▶ **Records from a collection**
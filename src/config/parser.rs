use crate::config::types::Config;
use crate::config::validation::validate;
use crate::ConfigError;
use sha2::{Digest, Sha256};
use std::path::Path;

/// Loads and parses a configuration file from the given path
///
/// # Arguments
///
/// * `path` - Path to the TOML configuration file
///
/// # Returns
///
/// * `Ok(Config)` - Successfully loaded and validated configuration
/// * `Err(ConfigError)` - Failed to load, parse, or validate the configuration
///
/// # Example
///
/// ```no_run
/// use std::path::Path;
/// use fenceline::config::load_config;
///
/// let config = load_config(Path::new("fenceline.toml")).unwrap();
/// println!("Sources: {}", config.sources.len());
/// ```
pub fn load_config(path: &Path) -> Result<Config, ConfigError> {
    // Read the configuration file
    let content = std::fs::read_to_string(path)?;

    // Parse TOML
    let config: Config = toml::from_str(&content)?;

    // Validate the configuration
    validate(&config)?;

    Ok(config)
}

/// Computes a SHA-256 hash of the configuration file content
///
/// Logged at startup so operators can tell which configuration a process runs with.
///
/// # Arguments
///
/// * `path` - Path to the TOML configuration file
///
/// # Returns
///
/// * `Ok(String)` - Hex-encoded SHA-256 hash of the file content
/// * `Err(ConfigError)` - Failed to read the file
pub fn compute_config_hash(path: &Path) -> Result<String, ConfigError> {
    let content = std::fs::read_to_string(path)?;
    let mut hasher = Sha256::new();
    hasher.update(content.as_bytes());
    let result = hasher.finalize();
    Ok(hex::encode(result))
}

/// Loads a configuration and returns both the config and its hash
///
/// # Arguments
///
/// * `path` - Path to the TOML configuration file
///
/// # Returns
///
/// * `Ok((Config, String))` - Successfully loaded configuration and its hash
/// * `Err(ConfigError)` - Failed to load or parse the configuration
pub fn load_config_with_hash(path: &Path) -> Result<(Config, String), ConfigError> {
    let config = load_config(path)?;
    let hash = compute_config_hash(path)?;
    Ok((config, hash))
}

▶ **Problem details**
Your reply should contain every entry, repeated exactly.

▶ **Response area**
filename src/config/parser.rs
use crate::config::types::Config;
use crate::config::validation::validate;
use crate::ConfigError;
use sha2::{Digest, Sha256};
use std::path::Path;

/// Loads and parses a configuration file from the given path
///
/// # Arguments
///
/// * `path` - Path to the TOML configuration file
///
/// # Returns
///
/// * `Ok(Config)` - Successfully loaded and validated configuration
/// * `Err(ConfigError)` - Failed to load, parse, or validate the configuration
///
/// # Example
///
/// ```no_run
/// use std::path::Path;
/// use fenceline::config::load_config;
///
/// let config = load_config(Path::new("fenceline.toml")).unwrap();
/// println!("Sources: {}", config.sources.len());
/// ```
pub fn load_config(path: &Path) -> Result<Config, ConfigError> {
    // Read the configuration file
    let content = std::fs::read_to_string(path)?;

    // Parse TOML
    let config: Config = toml::from_str(&content)?;

    // Validate the configuration
    validate(&config)?;

    Ok(config)
}

/// Computes a SHA-256 hash of the configuration file content
///
/// Logged at startup so operators can tell which configuration a process runs with.
///
/// # Arguments
///
/// * `path` - Path to the TOML configuration file
///
/// # Returns
///
/// * `Ok(String)` - Hex-encoded SHA-256 hash of the file content
/// * `Err(ConfigError)` - Failed to read the file
pub fn compute_config_hash(path: &Path) -> Result<String, ConfigError> {
    let content = std::fs::read_to_string(path)?;
    let mut hasher = Sha256::new();
    hasher.update(content.as_bytes());
    let result = hasher.finalize();
    Ok(hex::encode(result))
}

/// Loads a configuration and returns both the config and its hash
///
/// # Arguments
///
/// * `path` - Path to the TOML configuration file
///
/// # Returns
///
/// * `Ok((Config, String))` - Successfully loaded configuration and its hash
/// * `Err(ConfigError)` - Failed to load or parse the configuration
pub fn load_config_with_hash(path: &Path) -> Result<(Config, String), ConfigError> {
    let config = load_config(path)?;
    let hash = compute_config_hash(path)?;
    Ok((config, hash))
}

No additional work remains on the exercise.